Eventually, a design was submitted with gold, green and black horizontal stripes, black in the middle, gold on either side and green bands at the edge (MP 23/1962). This design was submitted to the House of Representatives to be approved, cleared and submitted to the Queen for assent. Despite royal assent, however, there were notable similarities between the flags of Jamaica and recently independent Tanganyika, which could cause confusion. This led to a change in design, but not of colours. The horizontal black bar would become diagonals and the four triangles created would be coloured two in green and two in gold (Ministry Paper 32/1962).
The colours were interpreted as hardships there are (black), but the land is green (green), and the sun shineth (gold).
Early arrangements were made to discuss the steps necessary to make the celebration of Independence "the greatest single historical event of the foreseeable future" (MP32/1962). Even before the general election, government had set up a Standing Consultative Committee, including members from both sides of the House of Representatives, to which another committee, the Independence Celebration Committee, would report. This latter committee had no executive powers. It was expected to submit proposals for the wide range of activities to be planned for the events.
These proposed events would provide very comprehensive coverage. Heading the list of official functions was the opening of Parliament by Princess Margaret to inaugurate the Independence of Jamaica.
... Because of the numbers and cost involved, each invitation was limited to one delegate, except the Royal Party and the delegation of the United States (US).
Another factor was the lack of first-class rooms in the capital city, Kingston, where only three hotels of suitable accommodation existed: the landmark Myrtle Bank Hotel on the waterfront, the Courtleigh Manor Hotel and the newly built Sheraton Hotel in New Kingston, rushed to completion for the occasion.
Military parades, marches, tattoos and a flyover were provided by visiting naval detachments from the United Kingdom, Canada and the US.
Fireworks were launched across the island, with the main exhibition at the flag-raising ceremony in the National Stadium at which the highlight was a closing pyrotechnic display of the national flag.
On select mountainous high points, bonfires were lit to be seen for miles where these would not constitute fire hazards.
Special features on Jamaica were published in The New York Times and London Times.Independence was celebrated as the first Monday in August, replacing the traditional August 1 Emancipation Day as the new freedom.
Jamaicans fought no heroic battle to achieve Independence.

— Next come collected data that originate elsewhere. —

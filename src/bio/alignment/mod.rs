//! Interpretation of aligner output.
//!
//! Nothing here runs an aligner; it turns reported placements into genomic
//! spans that the demultiplexer can bucket and cluster.

pub mod cigar;
pub mod sam;

pub use cigar::{Cigar, CigarOp, CigarKind};
pub use sam::SamRecord;

use serde::{Deserialize, Serialize};
use std::fmt;

#[derive(Debug, Clone, Copy, PartialEq, Eq, Hash, PartialOrd, Ord, Serialize, Deserialize)]
pub enum Strand {
    Forward,
    Reverse,
}

impl fmt::Display for Strand {
    fn fmt(&self, f: &mut fmt::Formatter<'_>) -> fmt::Result {
        match self {
            Strand::Forward => write!(f, "+"),
            Strand::Reverse => write!(f, "-"),
        }
    }
}

/// Half-open reference interval `[start, end)` covered by one placement.
#[derive(Debug, Clone, PartialEq, Eq, Hash, Serialize, Deserialize)]
pub struct GenomicSpan {
    pub reference: String,
    pub start: i64,
    pub end: i64,
    pub strand: Strand,
}

impl GenomicSpan {
    pub fn len(&self) -> i64 {
        self.end - self.start
    }

    pub fn is_empty(&self) -> bool {
        self.end <= self.start
    }

    /// Region string understood by `samtools faidx` (1-based, inclusive).
    pub fn faidx_region(&self) -> String {
        format!(
            "{}:{}-{}",
            self.reference,
            self.start.max(1),
            (self.end - 1).max(self.start.max(1))
        )
    }
}

impl fmt::Display for GenomicSpan {
    fn fmt(&self, f: &mut fmt::Formatter<'_>) -> fmt::Result {
        write!(f, "{}:{}-{}({})", self.reference, self.start, self.end, self.strand)
    }
}

#[cfg(test)]
mod tests {
    use super::*;

    #[test]
    fn test_faidx_region_is_inclusive() {
        let span = GenomicSpan {
            reference: "chr2".to_string(),
            start: 100,
            end: 150,
            strand: Strand::Reverse,
        };
        assert_eq!(span.faidx_region(), "chr2:100-149");
        assert_eq!(span.len(), 50);
        assert_eq!(span.to_string(), "chr2:100-150(-)");
    }
}
//! Staged orchestration of one run.
//!
//! Read preparation, demultiplexing, selection and dispatch run strictly in
//! sequence. Everything fatal happens before the dispatcher; from there on a
//! failure only marks the region it belongs to.

use crate::bio::alignment::GenomicSpan;
use crate::bio::genes::GeneAnnotations;
use crate::bio::region::RegionCatalog;
use crate::core::dispatcher::{Dispatcher, RegionStatus};
use crate::core::mode::OperatingMode;
use crate::core::paths::RunLayout;
use crate::core::preparation::{PreparationStats, ReadInput, ReadPreparation};
use crate::core::selector::{RegionSelector, SelectionDecision, Thresholds};
use crate::demux::{
    place_amplicons, Demultiplexer, DemuxResult, ReadBucket, DEFAULT_MAX_OPEN_BUCKETS,
};
use crate::tools::bowtie2::find_index_file;
use crate::tools::{
    AnalysisRequest, Aligner, Merger, ReferenceSequences, RegionAnalyzer, Trimmer,
};
use crate::{RegionplexError, Result};
use serde::Serialize;
use std::collections::HashMap;
use std::fs::File;
use std::io;
use std::path::{Path, PathBuf};

/// Files a run starts from.
#[derive(Debug, Clone)]
pub struct RunInputs {
    pub reads: ReadInput,
    pub amplicons: Option<PathBuf>,
    pub genome_index: Option<PathBuf>,
    pub gene_annotations: Option<PathBuf>,
}

impl RunInputs {
    pub fn mode(&self) -> Result<OperatingMode> {
        OperatingMode::from_inputs(self.amplicons.is_some(), self.genome_index.is_some())
    }

    /// Every input must be readable before the run starts.
    pub fn check_access(&self) -> Result<()> {
        self.reads.check_access()?;
        for path in self.amplicons.iter().chain(self.gene_annotations.iter()) {
            File::open(path).map_err(|e| RegionplexError::input_access(path, e))?;
        }
        if let Some(index) = &self.genome_index {
            if find_index_file(index).is_none() {
                return Err(RegionplexError::input_access(
                    index,
                    io::Error::new(
                        io::ErrorKind::NotFound,
                        "no .1.bt2 or .1.bt2l index file for this basename",
                    ),
                ));
            }
        }
        Ok(())
    }
}

/// The external collaborators of a run.
pub struct Toolkit {
    pub aligner: Box<dyn Aligner>,
    pub trimmer: Option<Box<dyn Trimmer>>,
    pub merger: Option<Box<dyn Merger>>,
    pub analyzer: Box<dyn RegionAnalyzer>,
    /// Needed whenever a genome index is part of the run
    pub reference: Option<Box<dyn ReferenceSequences>>,
}

#[derive(Debug, Clone, Copy)]
pub struct PipelineSettings {
    pub thresholds: Thresholds,
    /// Concurrent region analyses, 0 for one per CPU
    pub workers: usize,
    pub max_open_buckets: usize,
    pub show_progress: bool,
}

impl Default for PipelineSettings {
    fn default() -> Self {
        Self {
            thresholds: Thresholds::default(),
            workers: 0,
            max_open_buckets: DEFAULT_MAX_OPEN_BUCKETS,
            show_progress: false,
        }
    }
}

#[derive(Debug, Clone, Default, PartialEq, Serialize)]
pub struct RunTotals {
    pub preparation: PreparationStats,
    /// Reads that entered alignment
    pub processed_reads: u64,
    pub aligned_reads: u64,
    pub unassigned_reads: u64,
}

/// Process-wide state of one invocation.
#[derive(Debug, Clone, Serialize)]
pub struct PipelineRun {
    pub mode: OperatingMode,
    pub output_dir: PathBuf,
    pub totals: RunTotals,
}

#[derive(Debug, Clone, Copy, PartialEq, Eq, Serialize)]
#[serde(rename_all = "snake_case")]
pub enum RegionKind {
    Amplicon,
    Discovered,
}

/// Everything known about one region at the end of a run.
#[derive(Debug, Clone, Serialize)]
pub struct RegionOutcome {
    pub name: String,
    pub kind: RegionKind,
    pub location: Option<GenomicSpan>,
    pub reads_file: PathBuf,
    pub decision: SelectionDecision,
    pub status: RegionStatus,
    pub genes: Option<String>,
}

#[derive(Debug, Clone, Serialize)]
pub struct RunOutcome {
    pub run: PipelineRun,
    pub regions: Vec<RegionOutcome>,
}

impl RunOutcome {
    pub fn count(&self, label: &str) -> usize {
        self.regions
            .iter()
            .filter(|r| r.status.label() == label)
            .count()
    }
}

pub struct Pipeline {
    settings: PipelineSettings,
}

impl Pipeline {
    pub fn new(settings: PipelineSettings) -> Self {
        Self { settings }
    }

    pub fn execute(
        &self,
        inputs: &RunInputs,
        layout: &RunLayout,
        toolkit: &Toolkit,
    ) -> Result<RunOutcome> {
        let mode = inputs.mode()?;
        inputs.check_access()?;
        tracing::info!("Operating mode: {}", mode.description());

        let catalog = match &inputs.amplicons {
            Some(path) => {
                let catalog = RegionCatalog::from_path(path)?;
                tracing::info!("Loaded {} amplicons from {}", catalog.len(), path.display());
                Some(catalog)
            }
            None => None,
        };
        let genes = match &inputs.gene_annotations {
            Some(path) => Some(GeneAnnotations::load(path)?),
            None => None,
        };

        layout.create()?;

        let reference = if mode.uses_genome() {
            let reference = toolkit.reference.as_deref().ok_or_else(|| {
                RegionplexError::Configuration(
                    "a genome index needs a reference sequence source".to_string(),
                )
            })?;
            reference.prepare()?;
            Some(reference)
        } else {
            None
        };

        let mut preparation = ReadPreparation::new(layout.root());
        if let Some(trimmer) = toolkit.trimmer.as_deref() {
            preparation = preparation.with_trimmer(trimmer);
        }
        if let Some(merger) = toolkit.merger.as_deref() {
            preparation = preparation.with_merger(merger);
        }
        let prepared = preparation.prepare(&inputs.reads)?;

        let demux = Demultiplexer::new(toolkit.aligner.as_ref(), layout)
            .with_max_open_buckets(self.settings.max_open_buckets)
            .run(
                mode,
                catalog.as_ref(),
                inputs.genome_index.as_deref(),
                &prepared.processed,
            )?;

        let placements = match (&catalog, &inputs.genome_index) {
            (Some(catalog), Some(index)) => {
                tracing::info!("Placing amplicons on the genome");
                place_amplicons(
                    toolkit.aligner.as_ref(),
                    index,
                    &layout.amplicons_fasta(),
                    catalog,
                )?
            }
            _ => HashMap::new(),
        };

        let run = PipelineRun {
            mode,
            output_dir: layout.root().to_path_buf(),
            totals: RunTotals {
                preparation: prepared.stats.clone(),
                processed_reads: demux.total_reads,
                aligned_reads: demux.aligned_reads(),
                unassigned_reads: demux.unassigned.reads,
            },
        };

        let selector = RegionSelector::new(self.settings.thresholds, demux.aligned_reads());
        let mut regions = self.collect_regions(catalog.as_ref(), &demux, &placements, &selector);

        if let Some(genes) = &genes {
            for outcome in &mut regions {
                if let Some(span) = &outcome.location {
                    outcome.genes = Some(genes.describe(span));
                }
            }
        }

        let requests = self.analysis_requests(layout, catalog.as_ref(), reference, &mut regions);
        let outcomes = Dispatcher::new(toolkit.analyzer.as_ref(), self.settings.workers)
            .with_progress(self.settings.show_progress)
            .dispatch(&requests)?;

        let mut by_name: HashMap<String, RegionStatus> = outcomes
            .into_iter()
            .map(|o| (o.region, o.status))
            .collect();
        for outcome in &mut regions {
            if let Some(status) = by_name.remove(&outcome.name) {
                outcome.status = status;
            }
        }

        Ok(RunOutcome { run, regions })
    }

    /// Selection decisions for catalog regions, in catalog order, then
    /// discovered regions by coordinate. Excluded regions start as skipped.
    fn collect_regions(
        &self,
        catalog: Option<&RegionCatalog>,
        demux: &DemuxResult,
        placements: &HashMap<String, GenomicSpan>,
        selector: &RegionSelector,
    ) -> Vec<RegionOutcome> {
        let mut found: Vec<(String, RegionKind, Option<GenomicSpan>, &ReadBucket)> = Vec::new();
        if let Some(catalog) = catalog {
            for (region, bucket) in catalog.iter().zip(&demux.amplicons) {
                found.push((
                    region.name.clone(),
                    RegionKind::Amplicon,
                    placements.get(&region.name).cloned(),
                    bucket,
                ));
            }
        }
        for discovered in &demux.discovered {
            found.push((
                discovered.region.name(),
                RegionKind::Discovered,
                Some(discovered.region.span()),
                &discovered.bucket,
            ));
        }

        let decisions = selector.select(
            found
                .iter()
                .map(|(name, _, _, bucket)| (name.as_str(), bucket.reads)),
        );

        found
            .into_iter()
            .zip(decisions)
            .map(|((name, kind, location, bucket), decision)| RegionOutcome {
                status: match &decision.exclusion {
                    Some(reason) => RegionStatus::Skipped(reason.to_string()),
                    None => RegionStatus::Analyzed,
                },
                name,
                kind,
                location,
                reads_file: bucket.path.clone(),
                decision,
                genes: None,
            })
            .collect()
    }

    /// One request per included region. A discovered region whose sequence
    /// cannot be fetched is marked failed instead.
    fn analysis_requests(
        &self,
        layout: &RunLayout,
        catalog: Option<&RegionCatalog>,
        reference: Option<&dyn ReferenceSequences>,
        regions: &mut [RegionOutcome],
    ) -> Vec<AnalysisRequest> {
        let mut requests = Vec::new();

        for outcome in regions.iter_mut().filter(|r| r.decision.included) {
            let request = match outcome.kind {
                RegionKind::Amplicon => catalog
                    .and_then(|c| c.get(&outcome.name))
                    .map(|region| AnalysisRequest {
                        region: region.name.clone(),
                        reads: outcome.reads_file.clone(),
                        amplicon_sequence: region.sequence.clone(),
                        guide: region.guide.clone(),
                        expected_hdr: region.expected_hdr.clone(),
                        coding_sequence: region.coding_sequence.clone(),
                        output_dir: layout.root().to_path_buf(),
                        log_path: layout.analysis_log(&region.file_stem()),
                    })
                    .ok_or_else(|| format!("{} is not in the catalog", outcome.name)),
                RegionKind::Discovered => {
                    discovered_request(layout, reference, outcome).map_err(|e| e.to_string())
                }
            };

            match request {
                Ok(request) => requests.push(request),
                Err(message) => {
                    tracing::error!("Cannot analyze region {}: {}", outcome.name, message);
                    outcome.status = RegionStatus::Failed(message);
                }
            }
        }
        requests
    }
}

fn discovered_request(
    layout: &RunLayout,
    reference: Option<&dyn ReferenceSequences>,
    outcome: &RegionOutcome,
) -> Result<AnalysisRequest> {
    let span = outcome
        .location
        .as_ref()
        .ok_or_else(|| RegionplexError::Parse(format!("{} has no location", outcome.name)))?;
    let reference = reference.ok_or_else(|| {
        RegionplexError::Configuration("no reference sequence source".to_string())
    })?;
    let sequence = reference.fetch(span)?;
    let stem = stem_of(&outcome.reads_file);

    Ok(AnalysisRequest {
        region: outcome.name.clone(),
        reads: outcome.reads_file.clone(),
        amplicon_sequence: sequence,
        guide: None,
        expected_hdr: None,
        coding_sequence: None,
        output_dir: layout.root().to_path_buf(),
        log_path: layout.analysis_log(&stem),
    })
}

/// `REGION_chr1_1_2.fastq.gz` -> `REGION_chr1_1_2`
fn stem_of(path: &Path) -> String {
    let name = path
        .file_name()
        .map(|n| n.to_string_lossy().to_string())
        .unwrap_or_default();
    name.strip_suffix(".fastq.gz").unwrap_or(&name).to_string()
}
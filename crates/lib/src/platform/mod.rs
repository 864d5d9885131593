//! Host-specific paths and privileges.

pub mod paths;

/// Whether the current process runs with root privileges.
#[cfg(unix)]
pub fn is_elevated() -> bool {
  rustix::process::geteuid().is_root()
}

/// Whether the current process runs with root privileges.
///
/// Always false on Windows, where the state directory is per-user.
#[cfg(not(unix))]
pub fn is_elevated() -> bool {
  false
}
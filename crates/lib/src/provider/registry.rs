//! Resource type name to provider lookup.

use std::collections::HashMap;
use std::fmt;
use std::sync::Arc;

use thiserror::Error;

use super::command::{CommandRunner, SystemRunner};
use super::exec::ExecProvider;
use super::file::FileProvider;
use super::package::PackageProvider;
use super::role::RoleProvider;
use super::service::ServiceProvider;
use super::Provider;

#[derive(Debug, Clone, PartialEq, Eq, Error)]
pub enum RegistryError {
  #[error("no provider registered for resource type '{0}'")]
  NotFound(String),
}

/// Maps resource type names to providers.
///
/// Type names are case-insensitive, matching [`ResourceId`](crate::resource::ResourceId).
#[derive(Default, Clone)]
pub struct ProviderRegistry {
  providers: HashMap<String, Arc<dyn Provider>>,
}

impl ProviderRegistry {
  /// An empty registry.
  pub fn new() -> Self {
    Self::default()
  }

  /// A registry with the built-in providers running real system commands.
  pub fn with_builtin() -> Self {
    Self::with_runner(Arc::new(SystemRunner))
  }

  /// A registry with the built-in providers, running commands through `runner`.
  pub fn with_runner(runner: Arc<dyn CommandRunner>) -> Self {
    let mut registry = Self::new();
    registry.register("package", Arc::new(PackageProvider::new(runner.clone())));
    registry.register("service", Arc::new(ServiceProvider::new(runner.clone())));
    registry.register("exec", Arc::new(ExecProvider::new(runner.clone())));
    registry.register("role", Arc::new(RoleProvider::new(runner)));
    registry.register("file", Arc::new(FileProvider::new()));
    registry
  }

  /// Register `provider` for `type_name`, returning the provider it replaced.
  pub fn register(&mut self, type_name: &str, provider: Arc<dyn Provider>) -> Option<Arc<dyn Provider>> {
    self.providers.insert(type_name.trim().to_lowercase(), provider)
  }

  pub fn lookup(&self, type_name: &str) -> Result<Arc<dyn Provider>, RegistryError> {
    self
      .providers
      .get(&type_name.trim().to_lowercase())
      .cloned()
      .ok_or_else(|| RegistryError::NotFound(type_name.to_string()))
  }

  pub fn contains(&self, type_name: &str) -> bool {
    self.providers.contains_key(&type_name.trim().to_lowercase())
  }

  /// Registered type names, sorted.
  pub fn types(&self) -> Vec<&str> {
    let mut types: Vec<&str> = self.providers.keys().map(String::as_str).collect();
    types.sort_unstable();
    types
  }
}

impl fmt::Debug for ProviderRegistry {
  fn fmt(&self, f: &mut fmt::Formatter<'_>) -> fmt::Result {
    f.debug_struct("ProviderRegistry").field("types", &self.types()).finish()
  }
}
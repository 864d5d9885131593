use std::collections::BTreeMap;
use std::fmt;
use std::str::FromStr;

use serde::{Deserialize, Deserializer, Serialize};
use thiserror::Error;

/// Error parsing a `type[title]` reference.
#[derive(Debug, Clone, PartialEq, Eq, Error)]
pub enum ResourceIdError {
  #[error("invalid resource reference '{0}': expected type[title]")]
  Malformed(String),

  #[error("invalid resource reference '{0}': type must not be empty")]
  EmptyType(String),

  #[error("invalid resource reference '{0}': title must not be empty")]
  EmptyTitle(String),
}

/// Identity of a resource: its type name and title.
///
/// Type names are case-insensitive and stored lowercase, so `Package[nginx]`
/// and `package[nginx]` name the same resource. Titles are kept verbatim.
///
/// Serialized as the string form `type[title]`.
#[derive(Debug, Clone, PartialEq, Eq, PartialOrd, Ord, Hash, Serialize, Deserialize)]
#[serde(try_from = "String", into = "String")]
pub struct ResourceId {
  pub kind: String,
  pub title: String,
}

impl ResourceId {
  pub fn new(kind: impl AsRef<str>, title: impl Into<String>) -> Self {
    Self {
      kind: kind.as_ref().trim().to_lowercase(),
      title: title.into(),
    }
  }
}

impl fmt::Display for ResourceId {
  fn fmt(&self, f: &mut fmt::Formatter<'_>) -> fmt::Result {
    write!(f, "{}[{}]", self.kind, self.title)
  }
}

impl FromStr for ResourceId {
  type Err = ResourceIdError;

  fn from_str(s: &str) -> Result<Self, Self::Err> {
    let trimmed = s.trim();
    let (Some(open), true) = (trimmed.find('['), trimmed.ends_with(']')) else {
      return Err(ResourceIdError::Malformed(s.to_string()));
    };

    let kind = trimmed[..open].trim();
    let title = &trimmed[open + 1..trimmed.len() - 1];

    if kind.is_empty() {
      return Err(ResourceIdError::EmptyType(s.to_string()));
    }
    if title.is_empty() {
      return Err(ResourceIdError::EmptyTitle(s.to_string()));
    }

    Ok(ResourceId::new(kind, title))
  }
}

impl TryFrom<String> for ResourceId {
  type Error = ResourceIdError;

  fn try_from(value: String) -> Result<Self, Self::Error> {
    value.parse()
  }
}

impl From<ResourceId> for String {
  fn from(id: ResourceId) -> Self {
    id.to_string()
  }
}

/// The kind of a [`Value`], used by attribute schemas.
#[derive(Debug, Clone, Copy, PartialEq, Eq, Hash)]
pub enum ValueKind {
  String,
  Bool,
  Int,
  List,
}

impl fmt::Display for ValueKind {
  fn fmt(&self, f: &mut fmt::Formatter<'_>) -> fmt::Result {
    let name = match self {
      ValueKind::String => "string",
      ValueKind::Bool => "bool",
      ValueKind::Int => "int",
      ValueKind::List => "list of strings",
    };
    f.write_str(name)
  }
}

/// An attribute value.
///
/// Declaration files write these untagged: `true`, `42`, `"text"`, `["a", "b"]`.
#[derive(Debug, Clone, PartialEq, Eq, Serialize, Deserialize)]
#[serde(untagged)]
pub enum Value {
  Bool(bool),
  Int(i64),
  String(String),
  List(Vec<String>),
}

impl Value {
  pub fn kind(&self) -> ValueKind {
    match self {
      Value::Bool(_) => ValueKind::Bool,
      Value::Int(_) => ValueKind::Int,
      Value::String(_) => ValueKind::String,
      Value::List(_) => ValueKind::List,
    }
  }

  pub fn as_str(&self) -> Option<&str> {
    match self {
      Value::String(s) => Some(s),
      _ => None,
    }
  }

  pub fn as_bool(&self) -> Option<bool> {
    match self {
      Value::Bool(b) => Some(*b),
      _ => None,
    }
  }

  pub fn as_int(&self) -> Option<i64> {
    match self {
      Value::Int(n) => Some(*n),
      _ => None,
    }
  }

  pub fn as_list(&self) -> Option<&[String]> {
    match self {
      Value::List(items) => Some(items),
      _ => None,
    }
  }
}

impl fmt::Display for Value {
  fn fmt(&self, f: &mut fmt::Formatter<'_>) -> fmt::Result {
    match self {
      Value::Bool(b) => write!(f, "{}", b),
      Value::Int(n) => write!(f, "{}", n),
      Value::String(s) => write!(f, "{}", s),
      Value::List(items) => write!(f, "[{}]", items.join(", ")),
    }
  }
}

impl From<&str> for Value {
  fn from(s: &str) -> Self {
    Value::String(s.to_string())
  }
}

impl From<String> for Value {
  fn from(s: String) -> Self {
    Value::String(s)
  }
}

impl From<bool> for Value {
  fn from(b: bool) -> Self {
    Value::Bool(b)
  }
}

impl From<i64> for Value {
  fn from(n: i64) -> Self {
    Value::Int(n)
  }
}

impl From<Vec<String>> for Value {
  fn from(items: Vec<String>) -> Self {
    Value::List(items)
  }
}

/// Which relationship attribute an edge was declared through.
#[derive(Debug, Clone, Copy, PartialEq, Eq, Hash)]
pub enum RelationshipKind {
  /// `before: X`: this resource converges before X.
  Before,
  /// `require: X`: X converges before this resource.
  Require,
  /// `notify: X`: like `before`, and X is refreshed when this resource changes.
  Notify,
  /// `subscribe: X`: like `require`, and this resource is refreshed when X changes.
  Subscribe,
}

impl fmt::Display for RelationshipKind {
  fn fmt(&self, f: &mut fmt::Formatter<'_>) -> fmt::Result {
    let name = match self {
      RelationshipKind::Before => "before",
      RelationshipKind::Require => "require",
      RelationshipKind::Notify => "notify",
      RelationshipKind::Subscribe => "subscribe",
    };
    f.write_str(name)
  }
}

/// Relationship attributes of a resource.
///
/// Each entry may be written as a single reference or a list of references.
/// References are not checked for existence until catalog compilation.
#[derive(Debug, Clone, Default, PartialEq, Eq, Serialize, Deserialize)]
#[serde(default, deny_unknown_fields)]
pub struct Relationships {
  #[serde(deserialize_with = "one_or_many", skip_serializing_if = "Vec::is_empty")]
  pub before: Vec<ResourceId>,
  #[serde(deserialize_with = "one_or_many", skip_serializing_if = "Vec::is_empty")]
  pub require: Vec<ResourceId>,
  #[serde(deserialize_with = "one_or_many", skip_serializing_if = "Vec::is_empty")]
  pub notify: Vec<ResourceId>,
  #[serde(deserialize_with = "one_or_many", skip_serializing_if = "Vec::is_empty")]
  pub subscribe: Vec<ResourceId>,
}

impl Relationships {
  /// Iterate all references along with the attribute they came from.
  pub fn iter(&self) -> impl Iterator<Item = (RelationshipKind, &ResourceId)> {
    (self.before.iter().map(|id| (RelationshipKind::Before, id)))
      .chain(self.require.iter().map(|id| (RelationshipKind::Require, id)))
      .chain(self.notify.iter().map(|id| (RelationshipKind::Notify, id)))
      .chain(self.subscribe.iter().map(|id| (RelationshipKind::Subscribe, id)))
  }

  pub fn is_empty(&self) -> bool {
    self.before.is_empty() && self.require.is_empty() && self.notify.is_empty() && self.subscribe.is_empty()
  }
}

fn one_or_many<'de, D>(deserializer: D) -> Result<Vec<ResourceId>, D::Error>
where
  D: Deserializer<'de>,
{
  #[derive(Deserialize)]
  #[serde(untagged)]
  enum OneOrMany {
    One(ResourceId),
    Many(Vec<ResourceId>),
  }

  Ok(match OneOrMany::deserialize(deserializer)? {
    OneOrMany::One(id) => vec![id],
    OneOrMany::Many(ids) => ids,
  })
}

/// A declared desired-state unit.
#[derive(Debug, Clone, PartialEq, Eq)]
pub struct Resource {
  pub id: ResourceId,
  pub attributes: BTreeMap<String, Value>,
  pub relationships: Relationships,
}

impl Resource {
  pub fn new(kind: impl AsRef<str>, title: impl Into<String>) -> Self {
    Self {
      id: ResourceId::new(kind, title),
      attributes: BTreeMap::new(),
      relationships: Relationships::default(),
    }
  }

  pub fn with_attr(mut self, name: impl Into<String>, value: impl Into<Value>) -> Self {
    self.attributes.insert(name.into(), value.into());
    self
  }

  pub fn before(mut self, target: ResourceId) -> Self {
    self.relationships.before.push(target);
    self
  }

  pub fn require(mut self, target: ResourceId) -> Self {
    self.relationships.require.push(target);
    self
  }

  pub fn notify(mut self, target: ResourceId) -> Self {
    self.relationships.notify.push(target);
    self
  }

  pub fn subscribe(mut self, target: ResourceId) -> Self {
    self.relationships.subscribe.push(target);
    self
  }

  pub fn title(&self) -> &str {
    &self.id.title
  }

  pub fn attr(&self, name: &str) -> Option<&Value> {
    self.attributes.get(name)
  }

  pub fn attr_str(&self, name: &str) -> Option<&str> {
    self.attr(name).and_then(Value::as_str)
  }

  pub fn attr_bool(&self, name: &str) -> Option<bool> {
    self.attr(name).and_then(Value::as_bool)
  }
}
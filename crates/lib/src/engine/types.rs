//! Types for convergence runs.

use std::time::Duration;

use thiserror::Error;

use crate::consts::TIMEOUT_DETAIL;
use crate::provider::ProviderError;
use crate::resource::ResourceId;

/// Run configuration.
#[derive(Debug, Clone, PartialEq, Eq)]
pub struct EngineConfig {
  /// Maximum number of resources converging at once. `1` walks the catalog
  /// strictly in topological order.
  pub concurrency: usize,

  /// Observe and compare only; never call `apply` or `refresh`.
  pub dry_run: bool,

  /// Once elapsed, no further resource is started.
  pub timeout: Option<Duration>,
}

impl Default for EngineConfig {
  fn default() -> Self {
    Self {
      concurrency: 1,
      dry_run: false,
      timeout: None,
    }
  }
}

impl EngineConfig {
  pub fn with_concurrency(mut self, concurrency: usize) -> Self {
    self.concurrency = concurrency;
    self
  }

  pub fn with_dry_run(mut self, dry_run: bool) -> Self {
    self.dry_run = dry_run;
    self
  }

  pub fn with_timeout(mut self, timeout: Duration) -> Self {
    self.timeout = Some(timeout);
    self
  }

  /// Worker pool size; zero is treated as one.
  pub(crate) fn workers(&self) -> usize {
    self.concurrency.max(1)
  }
}

/// A provider call failure, recorded against the resource as `failed`.
#[derive(Debug, Error)]
pub enum ResourceError {
  #[error("read failed: {0}")]
  Read(#[source] ProviderError),

  #[error("apply failed: {0}")]
  Apply(#[source] ProviderError),

  #[error("refresh failed: {0}")]
  Refresh(#[source] ProviderError),

  #[error("provider panicked: {0}")]
  Panicked(String),
}

/// Why a resource was not attempted.
#[derive(Debug, Clone, PartialEq, Eq)]
pub enum SkipReason {
  /// An upstream resource failed.
  FailedDependency(ResourceId),
  /// An upstream resource was itself skipped.
  SkippedDependency(ResourceId),
  /// The run deadline passed before the resource could start.
  Timeout,
}

impl std::fmt::Display for SkipReason {
  fn fmt(&self, f: &mut std::fmt::Formatter<'_>) -> std::fmt::Result {
    match self {
      SkipReason::FailedDependency(id) => write!(f, "dependency {} failed", id),
      SkipReason::SkippedDependency(id) => write!(f, "dependency {} was skipped", id),
      SkipReason::Timeout => f.write_str(TIMEOUT_DETAIL),
    }
  }
}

Earlier struggles of the working class did occur in 1938, leading to rioting and the detention of Alexander Bustamante. This led to many steps which had to be taken to reach independent status. But all these steps were constitutional advances which were subject to prior discussion and agreement. This smooth passage ensured progress with certainty, but it was devoid of the dramatic lustre of a struggle for victory to create a focal point. Hence, the Independence programme would have to find its excitement elsewhere. This necessitated the programming of festivities: street dances, donkey races, regattas and, particularly, music and dance in as many locations as possible. The repertoire featured traditional culture, which was more than entertainment. It was a revival of a heritage that was dying and a promise of more to come.
The national anthem was also to be selected by the committee of the House. But here, much confusion arose.
The debate on the Report of the Committee took place in Parliament on June 21, 1962, some six weeks before Independence. The committee was not inspired by any of the 12 entries sent to it by members of the public who composed songs for the competition to select a national anthem. But two entries stood out, one more so than the other.
Because of the short period of time remaining, it was decided to use a tape recording of the entry selected for playing to members of the House in the lobby of Parliament to get opinions on suitability. The recording was without any accompaniment, which made the rendition very uninspiring. In the chamber of the House, members were vocally upset at the selection. Some wanted an entirely new composition.
Need for an anthem
Robert Lightbourne, whose beautiful composition had been rearranged and submitted, explained that a new composition was impossible in a few weeks. Other members said the songs presented sounded like hymns. One other, Keble Munn, suggested that it was not essential for an anthem to be composed at this time. Canada, up to that time, had no anthem. It took Wycliffe Martin, another member, to remind the House that if there was a flag, there would have to be an anthem, and we had already selected a flag.
In my contribution to the debate, I bemoaned the rearrangement of the Lightbourne composition, which I had heard him play on the piano at this home several times. I expressed pleasure in "hearing a song which would have made a beautiful national anthem", and expressed concern that "what we have heard tonight is, to my mind, a watered-down version of that very song. Some of the most inspiring passages were omitted, including the climax that would have stirred the mind and heart. The omission of that part has made it something less than the best."
But I went on to urge, "If this is our last chance, then I am prepared to accept what we heard here tonight as our national anthem, because when August 6 comes, I do not intend to stand for any other anthem of this country and I do not intend to stand up for anything called a national song. If people are dissatisfied with this national anthem, then in the future it can be changed, but do not call it a national song and ask people to stand up."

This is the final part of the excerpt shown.